Type out every line below exactly as it reads.

★ ★ ★ ★

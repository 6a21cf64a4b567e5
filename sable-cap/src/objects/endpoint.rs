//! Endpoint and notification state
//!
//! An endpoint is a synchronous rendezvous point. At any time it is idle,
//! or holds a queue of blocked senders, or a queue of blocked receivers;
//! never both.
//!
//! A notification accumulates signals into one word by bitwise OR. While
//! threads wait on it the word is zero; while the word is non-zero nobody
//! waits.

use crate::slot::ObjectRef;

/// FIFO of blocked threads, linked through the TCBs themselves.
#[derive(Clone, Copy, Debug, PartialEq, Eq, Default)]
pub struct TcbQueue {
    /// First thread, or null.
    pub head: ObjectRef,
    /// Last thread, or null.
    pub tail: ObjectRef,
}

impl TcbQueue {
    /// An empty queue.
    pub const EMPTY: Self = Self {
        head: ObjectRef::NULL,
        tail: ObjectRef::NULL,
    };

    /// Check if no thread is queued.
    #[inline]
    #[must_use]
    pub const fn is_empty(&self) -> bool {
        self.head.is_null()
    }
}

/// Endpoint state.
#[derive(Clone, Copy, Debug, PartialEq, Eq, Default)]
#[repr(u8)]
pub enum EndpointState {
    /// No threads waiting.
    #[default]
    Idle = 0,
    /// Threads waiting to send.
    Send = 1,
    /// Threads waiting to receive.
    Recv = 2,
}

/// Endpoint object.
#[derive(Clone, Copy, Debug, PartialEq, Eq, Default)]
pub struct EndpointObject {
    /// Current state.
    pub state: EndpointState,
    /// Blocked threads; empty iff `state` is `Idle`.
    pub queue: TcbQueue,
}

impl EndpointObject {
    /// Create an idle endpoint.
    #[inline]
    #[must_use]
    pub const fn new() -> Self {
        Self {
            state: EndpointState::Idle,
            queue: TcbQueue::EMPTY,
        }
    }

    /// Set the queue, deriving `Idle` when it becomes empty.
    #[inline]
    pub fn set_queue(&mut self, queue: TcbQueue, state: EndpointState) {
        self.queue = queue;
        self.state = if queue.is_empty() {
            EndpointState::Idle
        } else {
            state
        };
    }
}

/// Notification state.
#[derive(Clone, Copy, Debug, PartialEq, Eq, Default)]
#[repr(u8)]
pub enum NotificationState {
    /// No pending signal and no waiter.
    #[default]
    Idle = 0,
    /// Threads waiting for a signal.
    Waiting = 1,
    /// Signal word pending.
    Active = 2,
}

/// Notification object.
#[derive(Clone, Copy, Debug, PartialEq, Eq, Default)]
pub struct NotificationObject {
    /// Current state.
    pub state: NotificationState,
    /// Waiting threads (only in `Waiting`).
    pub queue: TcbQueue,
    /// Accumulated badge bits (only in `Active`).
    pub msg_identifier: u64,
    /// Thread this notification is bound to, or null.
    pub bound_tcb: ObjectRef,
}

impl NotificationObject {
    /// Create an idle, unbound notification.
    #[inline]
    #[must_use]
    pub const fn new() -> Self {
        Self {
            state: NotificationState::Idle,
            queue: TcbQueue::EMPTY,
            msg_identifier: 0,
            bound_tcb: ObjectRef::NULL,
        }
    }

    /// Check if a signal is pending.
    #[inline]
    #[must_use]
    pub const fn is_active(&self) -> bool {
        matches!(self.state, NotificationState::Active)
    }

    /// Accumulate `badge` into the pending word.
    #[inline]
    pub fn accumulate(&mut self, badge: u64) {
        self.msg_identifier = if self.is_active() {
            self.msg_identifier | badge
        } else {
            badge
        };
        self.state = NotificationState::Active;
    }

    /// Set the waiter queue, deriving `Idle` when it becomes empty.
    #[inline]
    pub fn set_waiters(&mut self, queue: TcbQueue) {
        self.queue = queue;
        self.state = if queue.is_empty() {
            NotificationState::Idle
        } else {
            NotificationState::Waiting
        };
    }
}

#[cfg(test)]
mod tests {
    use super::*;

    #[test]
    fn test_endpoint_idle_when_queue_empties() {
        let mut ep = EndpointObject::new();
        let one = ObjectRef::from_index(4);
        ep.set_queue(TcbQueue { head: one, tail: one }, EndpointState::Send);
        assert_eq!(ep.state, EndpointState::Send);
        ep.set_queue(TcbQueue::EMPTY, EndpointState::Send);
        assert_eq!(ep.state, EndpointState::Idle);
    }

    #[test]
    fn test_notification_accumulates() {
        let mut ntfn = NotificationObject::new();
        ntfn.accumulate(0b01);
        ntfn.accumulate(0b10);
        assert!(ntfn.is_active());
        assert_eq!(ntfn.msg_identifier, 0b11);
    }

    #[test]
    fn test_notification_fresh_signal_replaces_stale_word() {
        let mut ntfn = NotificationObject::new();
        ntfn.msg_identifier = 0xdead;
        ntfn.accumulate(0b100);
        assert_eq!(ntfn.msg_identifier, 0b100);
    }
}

★ ★ ★ ★

• **Reply**
repository 6a21cf64a4b567e5
filename sable-cap/src/objects/endpoint.rs
//! Endpoint and notification state
//!
//! An endpoint is a synchronous rendezvous point. At any time it is idle,
//! or holds a queue of blocked senders, or a queue of blocked receivers;
//! never both.
//!
//! A notification accumulates signals into one word by bitwise OR. While
//! threads wait on it the word is zero; while the word is non-zero nobody
//! waits.

use crate::slot::ObjectRef;

/// FIFO of blocked threads, linked through the TCBs themselves.
#[derive(Clone, Copy, Debug, PartialEq, Eq, Default)]
pub struct TcbQueue {
    /// First thread, or null.
    pub head: ObjectRef,
    /// Last thread, or null.
    pub tail: ObjectRef,
}

impl TcbQueue {
    /// An empty queue.
    pub const EMPTY: Self = Self {
        head: ObjectRef::NULL,
        tail: ObjectRef::NULL,
    };

    /// Check if no thread is queued.
    #[inline]
    #[must_use]
    pub const fn is_empty(&self) -> bool {
        self.head.is_null()
    }
}

/// Endpoint state.
#[derive(Clone, Copy, Debug, PartialEq, Eq, Default)]
#[repr(u8)]
pub enum EndpointState {
    /// No threads waiting.
    #[default]
    Idle = 0,
    /// Threads waiting to send.
    Send = 1,
    /// Threads waiting to receive.
    Recv = 2,
}

/// Endpoint object.
#[derive(Clone, Copy, Debug, PartialEq, Eq, Default)]
pub struct EndpointObject {
    /// Current state.
    pub state: EndpointState,
    /// Blocked threads; empty iff `state` is `Idle`.
    pub queue: TcbQueue,
}

impl EndpointObject {
    /// Create an idle endpoint.
    #[inline]
    #[must_use]
    pub const fn new() -> Self {
        Self {
            state: EndpointState::Idle,
            queue: TcbQueue::EMPTY,
        }
    }

    /// Set the queue, deriving `Idle` when it becomes empty.
    #[inline]
    pub fn set_queue(&mut self, queue: TcbQueue, state: EndpointState) {
        self.queue = queue;
        self.state = if queue.is_empty() {
            EndpointState::Idle
        } else {
            state
        };
    }
}

/// Notification state.
#[derive(Clone, Copy, Debug, PartialEq, Eq, Default)]
#[repr(u8)]
pub enum NotificationState {
    /// No pending signal and no waiter.
    #[default]
    Idle = 0,
    /// Threads waiting for a signal.
    Waiting = 1,
    /// Signal word pending.
    Active = 2,
}

/// Notification object.
#[derive(Clone, Copy, Debug, PartialEq, Eq, Default)]
pub struct NotificationObject {
    /// Current state.
    pub state: NotificationState,
    /// Waiting threads (only in `Waiting`).
    pub queue: TcbQueue,
    /// Accumulated badge bits (only in `Active`).
    pub msg_identifier: u64,
    /// Thread this notification is bound to, or null.
    pub bound_tcb: ObjectRef,
}

impl NotificationObject {
    /// Create an idle, unbound notification.
    #[inline]
    #[must_use]
    pub const fn new() -> Self {
        Self {
            state: NotificationState::Idle,
            queue: TcbQueue::EMPTY,
            msg_identifier: 0,
            bound_tcb: ObjectRef::NULL,
        }
    }

    /// Check if a signal is pending.
    #[inline]
    #[must_use]
    pub const fn is_active(&self) -> bool {
        matches!(self.state, NotificationState::Active)
    }

    /// Accumulate `badge` into the pending word.
    #[inline]
    pub fn accumulate(&mut self, badge: u64) {
        self.msg_identifier = if self.is_active() {
            self.msg_identifier | badge
        } else {
            badge
        };
        self.state = NotificationState::Active;
    }

    /// Set the waiter queue, deriving `Idle` when it becomes empty.
    #[inline]
    pub fn set_waiters(&mut self, queue: TcbQueue) {
        self.queue = queue;
        self.state = if queue.is_empty() {
            NotificationState::Idle
        } else {
            NotificationState::Waiting
        };
    }
}

#[cfg(test)]
mod tests {
    use super::*;

    #[test]
    fn test_endpoint_idle_when_queue_empties() {
        let mut ep = EndpointObject::new();
        let one = ObjectRef::from_index(4);
        ep.set_queue(TcbQueue { head: one, tail: one }, EndpointState::Send);
        assert_eq!(ep.state, EndpointState::Send);
        ep.set_queue(TcbQueue::EMPTY, EndpointState::Send);
        assert_eq!(ep.state, EndpointState::Idle);
    }

    #[test]
    fn test_notification_accumulates() {
        let mut ntfn = NotificationObject::new();
        ntfn.accumulate(0b01);
        ntfn.accumulate(0b10);
        assert!(ntfn.is_active());
        assert_eq!(ntfn.msg_identifier, 0b11);
    }

    #[test]
    fn test_notification_fresh_signal_replaces_stale_word() {
        let mut ntfn = NotificationObject::new();
        ntfn.msg_identifier = 0xdead;
        ntfn.accumulate(0b100);
        assert_eq!(ntfn.msg_identifier, 0b100);
    }
}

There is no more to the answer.